Across the globe, individuals struggle with mental illness everyday. Simultaneously, advances in medicine, welfare, and human rights have elevated living standards for billions. Mental illnesses are complex, and their causes are still relatively unknown.

I believe the paradox of proliferated mental illness and technological advancement is a fascinating by-product of evolutionary adaptation. Social media, increased marketing, and—oddly enough—higher living standards have morphed this adaptation from a beneficial survival mechanism to a detrimental, self-destructive second nature.

We have a genetically hard-wired desire to survive that is incredibly strong. To ensure we’re doing everything correctly, we get our cues from other Homo sapiens. We think, “if I’m like everyone else—in terms of health, wealth, and happiness—I am doing well.” It would be exceptionally exhausting to constantly compare ourselves to every other human on earth. To simplify, humans have a more efficient comparison tool. We almost exclusively compare ourselves to the people immediately around us.

Yet, the irresistible allure of comparison can harm us. In America, Utah ranks first among states in terms of life satisfaction, but has the ninth highest suicide rate. In contrast, New York places 45th in life satisfaction but has the country’s lowest suicide rate1. David Lester, a suicidologist who was featured on a Freakonomics podcast, discussed this theory:

If your quality of life is poor, and it may be you’re unemployed, you’re an oppressed minority, whatever it might be, there’s a civil war going on, you know why you’re miserable.
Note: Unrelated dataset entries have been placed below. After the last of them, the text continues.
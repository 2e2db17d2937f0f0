//! Groups subscriptions by category and totals their costs.

use std::collections::{HashMap, HashSet};

use rust_decimal::Decimal;
use serde::Serialize;

use crate::{
    cancellation::CancellationState,
    category::{Category, CategoryId},
    subscription::{Subscription, SubscriptionId, round_to_cents},
};

/// A subscription along with where it is in the cancellation workflow.
#[derive(Debug, Clone, PartialEq, Serialize)]
pub struct SubscriptionView {
    #[serde(flatten)]
    pub subscription: Subscription,
    pub status: CancellationState,
}

/// A category, its subscriptions and the cost of the active ones.
#[derive(Debug, Clone, PartialEq, Serialize)]
pub struct CategoryWithSubscriptions {
    #[serde(flatten)]
    pub category: Category,
    pub subscriptions: Vec<SubscriptionView>,
    pub subtotal: Decimal,
}

/// Every category of a user with the combined cost of all active subscriptions.
#[derive(Debug, Clone, PartialEq, Serialize)]
pub struct Overview {
    pub categories: Vec<CategoryWithSubscriptions>,
    pub grand_total: Decimal,
}

/// Attach each subscription to its category and total the costs.
///
/// Subtotals only count subscriptions without a cancellation time, so a
/// subscription that is `processing` still counts. Categories and
/// subscriptions keep the order they are given in.
pub fn build_overview(
    categories: Vec<Category>,
    subscriptions: Vec<Subscription>,
    processing: &HashSet<SubscriptionId>,
) -> Overview {
    let mut subscriptions_by_category: HashMap<CategoryId, Vec<Subscription>> = HashMap::new();

    for subscription in subscriptions {
        subscriptions_by_category
            .entry(subscription.category_id)
            .or_default()
            .push(subscription);
    }

    let categories: Vec<CategoryWithSubscriptions> = categories
        .into_iter()
        .map(|category| {
            let subscriptions = subscriptions_by_category
                .remove(&category.id)
                .unwrap_or_default();

            let subtotal = round_to_cents(
                subscriptions
                    .iter()
                    .filter(|subscription| subscription.is_active())
                    .map(|subscription| subscription.cost)
                    .fold(Decimal::ZERO, Decimal::saturating_add),
            );

            let subscriptions = subscriptions
                .into_iter()
                .map(|subscription| {
                    let status = if subscription.cancelled_at.is_some() {
                        CancellationState::Cancelled
                    } else if processing.contains(&subscription.id) {
                        CancellationState::Processing
                    } else {
                        CancellationState::Active
                    };

                    SubscriptionView {
                        subscription,
                        status,
                    }
                })
                .collect();

            CategoryWithSubscriptions {
                category,
                subscriptions,
                subtotal,
            }
        })
        .collect();

    let grand_total = round_to_cents(
        categories
            .iter()
            .map(|category| category.subtotal)
            .fold(Decimal::ZERO, Decimal::saturating_add),
    );

    Overview {
        categories,
        grand_total,
    }
}

#[cfg(test)]
mod build_overview_tests {
    use std::{collections::HashSet, str::FromStr};

    use rust_decimal::Decimal;
    use time::OffsetDateTime;

    use crate::{
        BillingCycle, Category, CategoryName, RenewalDay, Subscription, SubscriptionName, UserID,
        cancellation::CancellationState,
    };

    use super::build_overview;

    fn category(id: i64, name: &str) -> Category {
        Category {
            id,
            name: CategoryName::new_unchecked(name),
            created_at: OffsetDateTime::UNIX_EPOCH,
            user_id: UserID::new(1),
        }
    }

    fn subscription(id: i64, category_id: i64, cost: &str, cancelled: bool) -> Subscription {
        Subscription {
            id,
            name: SubscriptionName::new_unchecked("Subscription"),
            cost: Decimal::from_str(cost).unwrap(),
            billing_cycle: BillingCycle::Month,
            renewal_date: RenewalDay::new(1).unwrap(),
            account_info: String::new(),
            category_id,
            user_id: UserID::new(1),
            created_at: OffsetDateTime::UNIX_EPOCH,
            cancelled_at: cancelled.then_some(OffsetDateTime::UNIX_EPOCH),
        }
    }

    #[test]
    fn grand_total_excludes_cancelled_subscriptions() {
        let overview = build_overview(
            vec![category(1, "Streaming"), category(2, "Utilities")],
            vec![
                subscription(1, 1, "9.99", false),
                subscription(2, 2, "5.00", false),
                subscription(3, 1, "100.00", true),
            ],
            &HashSet::new(),
        );

        assert_eq!(overview.grand_total.to_string(), "14.99");
        assert_eq!(overview.categories[0].subtotal.to_string(), "9.99");
        assert_eq!(overview.categories[1].subtotal.to_string(), "5.00");
        assert_eq!(overview.categories[0].subscriptions.len(), 2);
    }

    #[test]
    fn totals_do_not_overflow() {
        let overview = build_overview(
            vec![category(1, "Streaming"), category(2, "Utilities")],
            vec![
                subscription(1, 1, "79228162514264337593543950335", false),
                subscription(2, 1, "79228162514264337593543950335", false),
                subscription(3, 2, "1000000000.00", false),
            ],
            &HashSet::new(),
        );

        assert_eq!(overview.categories[0].subtotal, Decimal::MAX);
        assert_eq!(overview.grand_total, Decimal::MAX);
    }

    #[test]
    fn processing_subscriptions_still_count() {
        let overview = build_overview(
            vec![category(1, "Streaming")],
            vec![subscription(1, 1, "9.99", false)],
            &HashSet::from([1]),
        );

        assert_eq!(overview.categories[0].subtotal.to_string(), "9.99");
        assert_eq!(
            overview.categories[0].subscriptions[0].status,
            CancellationState::Processing
        );
    }

    #[test]
    fn empty_category_has_zero_subtotal() {
        let overview = build_overview(vec![category(1, "Streaming")], vec![], &HashSet::new());

        assert_eq!(overview.categories[0].subtotal.to_string(), "0.00");
        assert_eq!(overview.grand_total.to_string(), "0.00");
        assert!(overview.categories[0].subscriptions.is_empty());
    }

    #[test]
    fn keeps_category_and_subscription_order() {
        let overview = build_overview(
            vec![category(2, "Utilities"), category(1, "Streaming")],
            vec![
                subscription(5, 1, "1.00", false),
                subscription(4, 1, "1.00", false),
            ],
            &HashSet::new(),
        );

        let category_ids: Vec<i64> = overview.categories.iter().map(|c| c.category.id).collect();
        assert_eq!(category_ids, vec![2, 1]);
        let subscription_ids: Vec<i64> = overview.categories[1]
            .subscriptions
            .iter()
            .map(|s| s.subscription.id)
            .collect();
        assert_eq!(subscription_ids, vec![5, 4]);
    }

    #[test]
    fn cancelled_status_wins_over_processing() {
        let overview = build_overview(
            vec![category(1, "Streaming")],
            vec![subscription(1, 1, "9.99", true)],
            &HashSet::from([1]),
        );

        assert_eq!(
            overview.categories[0].subscriptions[0].status,
            CancellationState::Cancelled
        );
    }
}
You know as the quality of life in a nation gets better and you are still depressed—well, why? Everybody else is enjoying themselves, getting good jobs, getting promotions. Why are you still miserable? There’s no external cause to blame your misery upon, which means it’s more likely that you see it as some defect or stable trait in yourself. And therefore you’re going to be depressed and unhappy for the rest of your life.”
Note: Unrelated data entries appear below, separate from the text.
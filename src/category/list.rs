//! Endpoint for listing categories.

use std::sync::{Arc, Mutex};

use axum::{
    Extension, Json,
    extract::{FromRef, State},
};
use rusqlite::Connection;

use crate::{
    AppState, Error, UserID,
    category::{Category, list_categories},
};

#[derive(Debug, Clone)]
pub struct ListCategoriesState {
    pub db_connection: Arc<Mutex<Connection>>,
}

impl FromRef<AppState> for ListCategoriesState {
    fn from_ref(state: &AppState) -> Self {
        Self {
            db_connection: state.db_connection.clone(),
        }
    }
}

/// The logged in user's categories, newest first.
pub async fn list_categories_endpoint(
    State(state): State<ListCategoriesState>,
    Extension(user_id): Extension<UserID>,
) -> Result<Json<Vec<Category>>, Error> {
    let connection = state.db_connection.lock().map_err(|error| {
        tracing::error!("could not acquire database lock: {error}");
        Error::DatabaseLockError
    })?;

    list_categories(user_id, &connection).map(Json)
}
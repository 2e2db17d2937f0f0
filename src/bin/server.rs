use std::{
    env::{self},
    fs::OpenOptions,
    net::SocketAddr,
    process::exit,
    sync::Arc,
    time::Duration,
};

use axum::{
    Router,
    extract::{MatchedPath, Request},
    middleware,
};
use axum_server::Handle;
use clap::Parser;
use rusqlite::Connection;
use tower_http::trace::TraceLayer;
use tracing_subscriber::{EnvFilter, Layer, filter, layer::SubscriberExt, util::SubscriberInitExt};

use subtrack::{AppState, build_router, graceful_shutdown, logging_middleware};

/// The REST API server for subtrack.
#[derive(Parser, Debug)]
#[command(version, about, long_about = None)]
struct Args {
    /// File path to the application SQLite database.
    #[arg(long)]
    db_path: String,

    /// The port to serve the API from.
    #[arg(short, long, default_value_t = 3000)]
    port: u16,

    /// How many seconds a confirmed cancellation waits before it is saved.
    #[arg(long, default_value_t = 10)]
    cancellation_grace_period_secs: u64,

    /// File path to write the debug log to.
    #[arg(long, default_value = "debug.log")]
    log_path: String,
}

#[tokio::main]
async fn main() {
    let args = Args::parse();

    setup_logging(&args.log_path);

    let secret = match env::var("SECRET") {
        Ok(secret) => secret,
        Err(_) => {
            eprintln!("The environment variable 'SECRET' must be set");
            exit(1);
        }
    };

    let connection = match Connection::open(&args.db_path) {
        Ok(connection) => connection,
        Err(error) => {
            eprintln!("Could not open the database at {:?}: {error}", args.db_path);
            exit(1);
        }
    };

    let state = match AppState::new(
        connection,
        &secret,
        Duration::from_secs(args.cancellation_grace_period_secs),
    ) {
        Ok(state) => state,
        Err(error) => {
            eprintln!("Could not initialize the database: {error}");
            exit(1);
        }
    };
    let cancellations = state.cancellations.clone();

    let addr = SocketAddr::from(([127, 0, 0, 1], args.port));
    let handle = Handle::new();
    tokio::spawn(graceful_shutdown(handle.clone()));

    let router = add_tracing_layer(build_router(state))
        .layer(middleware::from_fn(logging_middleware));

    tracing::info!("HTTP server listening on {}", addr);
    if let Err(error) = axum_server::bind(addr)
        .handle(handle)
        .serve(router.into_make_service())
        .await
    {
        tracing::error!("Server stopped with an error: {error}");
    }

    cancellations.shutdown();
}

fn setup_logging(log_path: &str) {
    let stdout_log = tracing_subscriber::fmt::layer()
        .pretty()
        .with_filter(EnvFilter::try_from_default_env().unwrap_or_else(|_| EnvFilter::new("info")));

    let log_file = match OpenOptions::new().create(true).append(true).open(log_path) {
        Ok(file) => file,
        Err(error) => {
            eprintln!("Could not create log file at {log_path:?}: {error}");
            exit(1);
        }
    };

    let debug_log = tracing_subscriber::fmt::layer()
        .with_ansi(false)
        .with_writer(Arc::new(log_file))
        .with_filter(filter::LevelFilter::DEBUG);

    tracing_subscriber::registry()
        .with(stdout_log)
        .with(debug_log)
        .init();
}

fn add_tracing_layer(router: Router) -> Router {
    let tracing_layer = TraceLayer::new_for_http()
        .make_span_with(|req: &Request| {
            let method = req.method();
            let uri = req.uri();

            let matched_path = req
                .extensions()
                .get::<MatchedPath>()
                .map(|matched_path| matched_path.as_str());

            tracing::debug_span!("request", %method, %uri, matched_path)
        })
        // Errors are logged where they are converted into responses.
        .on_failure(());

    router.layer(tracing_layer)
}
#![allow(missing_docs)]

pub(crate) mod db;
pub(crate) mod http;

pub(crate) use db::{
    create_test_category, create_test_subscription, create_test_user, get_test_connection,
};
pub(crate) use http::{assert_error_message, assert_status, get_set_cookie, parse_json_body};
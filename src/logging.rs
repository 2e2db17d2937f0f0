//! Middleware for logging requests and responses.

use axum::{
    body::Body,
    extract::Request,
    http::{StatusCode, header::CONTENT_TYPE},
    middleware::Next,
    response::{IntoResponse, Response},
};
use serde_json::Value;

/// Request and response bodies longer than this many bytes are truncated at the `info` level.
pub const LOG_BODY_LENGTH_LIMIT: usize = 64;

/// The JSON fields that are replaced with asterisks before a request body is logged.
const REDACTED_FIELDS: [&str; 1] = ["password"];

/// Log the request and response for each request.
///
/// Both the request and response are logged at the `info` level.
/// If the body is longer than [LOG_BODY_LENGTH_LIMIT] bytes, it is
/// truncated and the full body is logged at the `debug` level.
/// Passwords in JSON request bodies are redacted.
pub async fn logging_middleware(request: Request, next: Next) -> Response {
    let (parts, body) = request.into_parts();
    let body_bytes = match axum::body::to_bytes(body, usize::MAX).await {
        Ok(bytes) => bytes,
        Err(error) => {
            tracing::warn!("Could not read request body: {error}");
            return (StatusCode::BAD_REQUEST, "could not read request body").into_response();
        }
    };

    let is_json = parts
        .headers
        .get(CONTENT_TYPE)
        .and_then(|header| header.to_str().ok())
        .is_some_and(|content_type| content_type.starts_with("application/json"));

    // Only the logged copy is decoded; handlers get the original bytes.
    let body_text = String::from_utf8_lossy(&body_bytes);
    if is_json {
        log_request(&parts, &redact_passwords(&body_text));
    } else {
        log_request(&parts, &body_text);
    }
    drop(body_text);

    let request = Request::from_parts(parts, Body::from(body_bytes));
    let response = next.run(request).await;

    let (parts, body) = response.into_parts();
    let body_bytes = match axum::body::to_bytes(body, usize::MAX).await {
        Ok(bytes) => bytes,
        Err(error) => {
            tracing::error!("Could not read response body: {error}");
            return StatusCode::INTERNAL_SERVER_ERROR.into_response();
        }
    };
    log_response(&parts, &String::from_utf8_lossy(&body_bytes));

    Response::from_parts(parts, Body::from(body_bytes))
}

fn redact_passwords(json_text: &str) -> String {
    let mut value: Value = match serde_json::from_str(json_text) {
        Ok(value) => value,
        Err(_) => return json_text.to_owned(),
    };

    let Some(object) = value.as_object_mut() else {
        return json_text.to_owned();
    };

    for field in REDACTED_FIELDS {
        if let Some(password) = object.get_mut(field) {
            *password = Value::String("********".to_owned());
        }
    }

    value.to_string()
}

fn truncate(body: &str) -> &str {
    let mut end = LOG_BODY_LENGTH_LIMIT;

    while !body.is_char_boundary(end) {
        end -= 1;
    }

    &body[..end]
}

fn log_request(parts: &axum::http::request::Parts, body: &str) {
    if body.len() > LOG_BODY_LENGTH_LIMIT {
        tracing::info!(
            "Received request: {} {}\nbody: {:}...",
            parts.method,
            parts.uri,
            truncate(body)
        );
        tracing::debug!("Full request body: {body:?}");
    } else {
        tracing::info!(
            "Received request: {} {}\nbody: {body:?}",
            parts.method,
            parts.uri
        );
    }
}

fn log_response(parts: &axum::http::response::Parts, body: &str) {
    if body.len() > LOG_BODY_LENGTH_LIMIT {
        tracing::info!(
            "Sending response: {}\nbody: {:}...",
            parts.status,
            truncate(body)
        );
        tracing::debug!("Full response body: {body:?}");
    } else {
        tracing::info!("Sending response: {}\nbody: {body:?}", parts.status);
    }
}
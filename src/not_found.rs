//! The response for requests that do not match a resource.

use axum::{
    Json,
    http::StatusCode,
    response::{IntoResponse, Response},
};
use serde_json::json;

/// Route handler for unknown routes.
pub async fn get_404_not_found() -> Response {
    get_404_not_found_response()
}

/// A 404 response with a JSON error message.
pub fn get_404_not_found_response() -> Response {
    (
        StatusCode::NOT_FOUND,
        Json(json!({ "error": "Not found" })),
    )
        .into_response()
}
I believe social media is one of the main culprits behind the mental health epidemic. In, say, the 1950s, our traditional “immediate surroundings”—as Stouffer puts it—were our friends, our family, maybe a few of our acquaintances. The introduction and omnipresence of social media has done two things. Firstly, it has made everyone our immediate surroundings. An average Facebook user has hundreds of “friends” that they see every day on their newsfeed. The modern scope of comparison is significantly greater. Secondly, we only see what people want to post. A newsfeed is devoid of the monotony of everyday life. It is the highlights of people’s days, weeks, and months. This gives individuals a spurious sense of reality, heightening dissatisfaction with their own, seemingly boring lives. Indeed, recent studies have shown that overuse of sites like Facebook can lead to depression, low self-esteem, and feelings of jealousy.
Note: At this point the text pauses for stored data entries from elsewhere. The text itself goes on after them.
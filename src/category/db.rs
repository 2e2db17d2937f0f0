//! Database operations for categories.
//!
//! Every query is scoped to the owning user, so a category that belongs to
//! someone else looks the same as one that does not exist.

use rusqlite::{Connection, Row};
use time::OffsetDateTime;

use crate::{
    Error, UserID,
    category::{Category, CategoryId, CategoryName},
};

/// Create a category for `user_id` and return it with its generated ID.
///
/// # Errors
///
/// Returns [Error::DuplicateCategoryName] if the user already has a category called `name`.
pub fn create_category(
    name: CategoryName,
    user_id: UserID,
    connection: &Connection,
) -> Result<Category, Error> {
    let created_at = OffsetDateTime::now_utc();

    connection
        .execute(
            "INSERT INTO categories (name, created_at, user_id) VALUES (?1, ?2, ?3);",
            (name.as_ref(), created_at, user_id.as_i64()),
        )
        .map_err(|error| match Error::from(error) {
            Error::DuplicateCategoryName(_) => Error::DuplicateCategoryName(name.to_string()),
            error => error,
        })?;

    let id = connection.last_insert_rowid();

    Ok(Category {
        id,
        name,
        created_at,
        user_id,
    })
}

/// Retrieve a single category owned by `user_id`.
pub fn get_category(
    category_id: CategoryId,
    user_id: UserID,
    connection: &Connection,
) -> Result<Category, Error> {
    connection
        .prepare(
            "SELECT id, name, created_at, user_id FROM categories
            WHERE id = :id AND user_id = :user_id;",
        )?
        .query_row(
            &[(":id", &category_id), (":user_id", &user_id.as_i64())],
            map_row,
        )
        .map_err(|error| error.into())
}

/// Retrieve all of a user's categories, newest first.
pub fn list_categories(user_id: UserID, connection: &Connection) -> Result<Vec<Category>, Error> {
    connection
        .prepare(
            "SELECT id, name, created_at, user_id FROM categories
            WHERE user_id = :user_id
            ORDER BY created_at DESC, id DESC;",
        )?
        .query_map(&[(":user_id", &user_id.as_i64())], map_row)?
        .map(|maybe_category| maybe_category.map_err(|error| error.into()))
        .collect()
}

/// Delete a category and, through the foreign key cascade, its subscriptions.
///
/// # Errors
///
/// Returns [Error::NotFound] if the user has no category with that ID.
pub fn delete_category(
    category_id: CategoryId,
    user_id: UserID,
    connection: &Connection,
) -> Result<(), Error> {
    let rows_affected = connection.execute(
        "DELETE FROM categories WHERE id = ?1 AND user_id = ?2",
        (category_id, user_id.as_i64()),
    )?;

    if rows_affected == 0 {
        return Err(Error::NotFound);
    }

    Ok(())
}

/// Initialize the categories table and indexes.
pub fn create_category_table(connection: &Connection) -> Result<(), rusqlite::Error> {
    connection.execute_batch(
        "CREATE TABLE IF NOT EXISTS categories (
            id INTEGER PRIMARY KEY,
            name TEXT NOT NULL,
            created_at TEXT NOT NULL,
            user_id INTEGER NOT NULL REFERENCES users(id) ON DELETE CASCADE,
            UNIQUE(name, user_id)
        );

        CREATE INDEX IF NOT EXISTS idx_categories_user_id ON categories(user_id);",
    )?;

    Ok(())
}

fn map_row(row: &Row) -> Result<Category, rusqlite::Error> {
    let raw_name: String = row.get(1)?;

    Ok(Category {
        id: row.get(0)?,
        name: CategoryName::new_unchecked(&raw_name),
        created_at: row.get(2)?,
        user_id: UserID::new(row.get(3)?),
    })
}
//! Endpoints for starting a cancellation and checking on its progress.

use axum::{
    Extension, Json,
    extract::{FromRef, Path, State, rejection::JsonRejection},
    http::StatusCode,
};
use serde::{Deserialize, Serialize};

use crate::{
    AppState, Error, UserID,
    cancellation::{CancellationStatus, CancellationWorkflow},
    subscription::parse_subscription_id,
};

#[derive(Debug, Clone)]
pub struct CancellationEndpointState {
    pub cancellations: CancellationWorkflow,
}

impl FromRef<AppState> for CancellationEndpointState {
    fn from_ref(state: &AppState) -> Self {
        Self {
            cancellations: state.cancellations.clone(),
        }
    }
}

/// The request body for starting a cancellation.
///
/// The client must send `{"confirm": true}` after asking the user.
#[derive(Debug, Default, Serialize, Deserialize)]
pub struct ConfirmCancellationData {
    #[serde(default)]
    pub confirm: bool,
}

/// Start cancelling one of the logged in user's subscriptions.
///
/// Responds with 202 Accepted and the `processing` status. The cancellation is
/// saved once the grace period has passed.
pub async fn confirm_cancellation_endpoint(
    State(state): State<CancellationEndpointState>,
    Extension(user_id): Extension<UserID>,
    Path(subscription_id): Path<i64>,
    payload: Result<Json<ConfirmCancellationData>, JsonRejection>,
) -> Result<(StatusCode, Json<CancellationStatus>), Error> {
    let subscription_id = parse_subscription_id(subscription_id)?;
    let Json(data) = payload?;

    let status = state
        .cancellations
        .confirm(subscription_id, user_id, data.confirm)?;

    Ok((StatusCode::ACCEPTED, Json(status)))
}

/// The cancellation state of one of the logged in user's subscriptions.
pub async fn get_cancellation_status_endpoint(
    State(state): State<CancellationEndpointState>,
    Extension(user_id): Extension<UserID>,
    Path(subscription_id): Path<i64>,
) -> Result<Json<CancellationStatus>, Error> {
    let subscription_id = parse_subscription_id(subscription_id)?;

    state
        .cancellations
        .status(subscription_id, user_id)
        .map(Json)
}
//! Subtrack is a web service for keeping track of personal subscriptions.
//!
//! Users group their subscriptions into categories, see how much they spend per
//! category, and cancel subscriptions through a cancellation workflow that
//! waits for a grace period before the cancellation is written to the database.
//!
//! This library provides a JSON REST API.

#![warn(missing_docs)]

use std::{net::SocketAddr, time::Duration};

use axum::{
    Json,
    extract::rejection::JsonRejection,
    http::StatusCode,
    response::{IntoResponse, Response},
};
use axum_server::Handle;
use serde_json::json;
use tokio::signal;

mod app_state;
mod auth;
mod cancellation;
mod category;
mod db;
mod endpoints;
mod logging;
mod not_found;
mod overview;
mod routing;
mod subscription;
#[cfg(test)]
mod test_utils;

pub use app_state::AppState;
pub use auth::{
    PasswordHash, User, UserID, Username, ValidatedPassword, create_user, get_user_by_username,
    update_password,
};
pub use cancellation::{
    CancellationEvent, CancellationState, CancellationStatus, CancellationStore,
    CancellationWorkflow, DEFAULT_GRACE_PERIOD, SQLiteCancellationStore,
};
pub use category::{Category, CategoryId, CategoryName, create_category};
pub use db::initialize as initialize_db;
pub use logging::{LOG_BODY_LENGTH_LIMIT, logging_middleware};
pub use routing::build_router;
pub use subscription::{
    BillingCycle, NewSubscription, RenewalDay, Subscription, SubscriptionId, SubscriptionName,
    create_subscription, set_cancellation,
};

/// An async task that waits for either the ctrl+c or terminate signal, whichever comes first, and
/// then signals the server to shut down gracefully.
///
/// `handle` is a handle to an Axum `Server`.
pub async fn graceful_shutdown(handle: Handle<SocketAddr>) {
    let ctrl_c = async {
        signal::ctrl_c()
            .await
            .expect("failed to install Ctrl+C handler");
    };

    #[cfg(unix)]
    let terminate = async {
        signal::unix::signal(signal::unix::SignalKind::terminate())
            .expect("failed to install signal handler")
            .recv()
            .await;
    };

    #[cfg(not(unix))]
    let terminate = std::future::pending::<()>();

    tokio::select! {
        _ = ctrl_c => {
            tracing::debug!("Received ctrl+c signal.");
            handle.graceful_shutdown(Some(Duration::from_secs(1)));
        },
        _ = terminate => {
            tracing::debug!("Received terminate signal.");
            handle.graceful_shutdown(Some(Duration::from_secs(1)));
        },
    }
}

/// The errors that may occur in the application.
#[derive(Debug, thiserror::Error, PartialEq)]
pub enum Error {
    /// The username and password combination did not match a registered user.
    #[error("invalid username or password")]
    InvalidCredentials,

    /// The request did not carry a valid session.
    #[error("you must be logged in to do that")]
    Unauthorized,

    /// An empty string was used as a username.
    #[error("Username cannot be empty")]
    EmptyUsername,

    /// The username is already taken by another user.
    #[error("the username \"{0}\" is already taken")]
    DuplicateUsername(String),

    /// The user provided a password that is too easy to guess.
    #[error("password is too weak: {0}")]
    TooWeak(String),

    /// An unexpected error occurred with the underlying hashing library.
    ///
    /// The error string should only be logged for debugging on the server.
    #[error("hashing failed: {0}")]
    HashingError(String),

    /// The request body could not be parsed as the expected JSON object.
    #[error("invalid request body: {0}")]
    InvalidRequestBody(String),

    /// An empty string was used as a category name.
    #[error("Invalid category name")]
    EmptyCategoryName,

    /// The category name already exists for the user.
    #[error("a category named \"{0}\" already exists")]
    DuplicateCategoryName(String),

    /// A category ID was not a positive integer.
    #[error("Invalid category ID")]
    InvalidCategoryId,

    /// An empty string was used as a subscription name.
    #[error("Invalid subscription name")]
    EmptySubscriptionName,

    /// A subscription ID was not a positive integer.
    #[error("Invalid subscription ID")]
    InvalidSubscriptionId,

    /// A subscription cost was negative or not a number.
    #[error("Invalid cost")]
    InvalidCost,

    /// The billing cycle was not one of `day`, `week`, `month` or `annual`.
    #[error("Invalid billing cycle \"{0}\"")]
    InvalidBillingCycle(String),

    /// The renewal day was outside of 1 to 31.
    #[error("Invalid renewal date {0}, must be a day of the month from 1 to 31")]
    InvalidRenewalDay(i64),

    /// The cancellation timestamp was neither a date-time string nor null.
    #[error("Invalid cancelled_at value")]
    InvalidCancelledAt,

    /// A cancellation was requested without the explicit confirmation.
    #[error("cancellation must be confirmed")]
    ConfirmationRequired,

    /// A cancellation is already waiting out its grace period.
    #[error("the subscription is already being cancelled")]
    CancellationInProgress,

    /// The subscription has already been cancelled.
    #[error("the subscription has already been cancelled")]
    AlreadyCancelled,

    /// The requested resource was not found.
    ///
    /// Resources owned by other users are reported as not found too, so that
    /// clients cannot tell whether other users' data exists.
    ///
    /// Internally, this error may occur when a query returns no rows.
    #[error("the requested resource could not be found")]
    NotFound,

    /// An unhandled/unexpected SQL error.
    #[error("an unexpected SQL error occurred: {0}")]
    SqlError(rusqlite::Error),

    /// Could not acquire the database lock
    #[error("could not acquire the database lock")]
    DatabaseLockError,

    /// An error occurred while reading or writing the session cookie.
    #[error("could not handle the session cookie: {0}")]
    CookieError(String),
}

impl From<rusqlite::Error> for Error {
    fn from(value: rusqlite::Error) -> Self {
        match value {
            // Code 2067 occurs when a UNIQUE constraint failed.
            rusqlite::Error::SqliteFailure(sql_error, Some(ref desc))
                if sql_error.extended_code == 2067 && desc.contains("categories.name") =>
            {
                Error::DuplicateCategoryName(String::new())
            }
            rusqlite::Error::SqliteFailure(sql_error, Some(ref desc))
                if sql_error.extended_code == 2067 && desc.contains("users.username") =>
            {
                Error::DuplicateUsername(String::new())
            }
            rusqlite::Error::QueryReturnedNoRows => Error::NotFound,
            error => {
                tracing::error!("an unhandled SQL error occurred: {}", error);
                Error::SqlError(error)
            }
        }
    }
}

impl From<JsonRejection> for Error {
    fn from(rejection: JsonRejection) -> Self {
        Error::InvalidRequestBody(rejection.body_text())
    }
}

impl Error {
    fn status_code(&self) -> StatusCode {
        match self {
            Error::InvalidCredentials | Error::Unauthorized => StatusCode::UNAUTHORIZED,
            Error::EmptyUsername
            | Error::TooWeak(_)
            | Error::InvalidRequestBody(_)
            | Error::EmptyCategoryName
            | Error::InvalidCategoryId
            | Error::EmptySubscriptionName
            | Error::InvalidSubscriptionId
            | Error::InvalidCost
            | Error::InvalidBillingCycle(_)
            | Error::InvalidRenewalDay(_)
            | Error::InvalidCancelledAt
            | Error::ConfirmationRequired => StatusCode::BAD_REQUEST,
            Error::DuplicateUsername(_)
            | Error::DuplicateCategoryName(_)
            | Error::CancellationInProgress
            | Error::AlreadyCancelled => StatusCode::CONFLICT,
            Error::NotFound => StatusCode::NOT_FOUND,
            Error::HashingError(_)
            | Error::SqlError(_)
            | Error::DatabaseLockError
            | Error::CookieError(_) => StatusCode::INTERNAL_SERVER_ERROR,
        }
    }
}

impl IntoResponse for Error {
    fn into_response(self) -> Response {
        let status = self.status_code();

        if status == StatusCode::NOT_FOUND {
            return not_found::get_404_not_found_response();
        }

        // Server errors are not intended to be shown to the client.
        let message = if status.is_server_error() {
            tracing::error!("An unexpected error occurred: {}", self);
            "An unexpected error occurred, check the server logs for more details.".to_owned()
        } else {
            self.to_string()
        };

        (status, Json(json!({ "error": message }))).into_response()
    }
}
Marketing also comes into play. A typical American is exposed to 5,000 advertisements a day, a 150% increase from 30 years ago4. The ubiquity of these ads normalize splendour and extravagance. The idyllic life portraits and handpicked models are registered by our subconscious. After a while, we’re unimpressed and indifferent towards it all. And when we are unimpressed by the 2.0 Version of Life, we become apathetic towards our own—however, apathy is not the same as mental illness. The former is an emotion, while the latter is an illness.

I do believe there is an overlap between the two. Higher living standards, social media use, and exposure to the unrealistic ideals used by marketing may not trigger mental illnesses, themselves. They can, however, inadvertently cause us to devalue our lives and foster feelings of apathy, worthlessness, and guilt. There may not be a causal relationship, but there could be a correlative link.

Indeed, the paradox of wellbeing is a mind-boggling phenomenon. In my opinion, the widespread use of social media, manipulative marketing, and higher living standards have had a significant impact on the prevalence of mental illness in society today.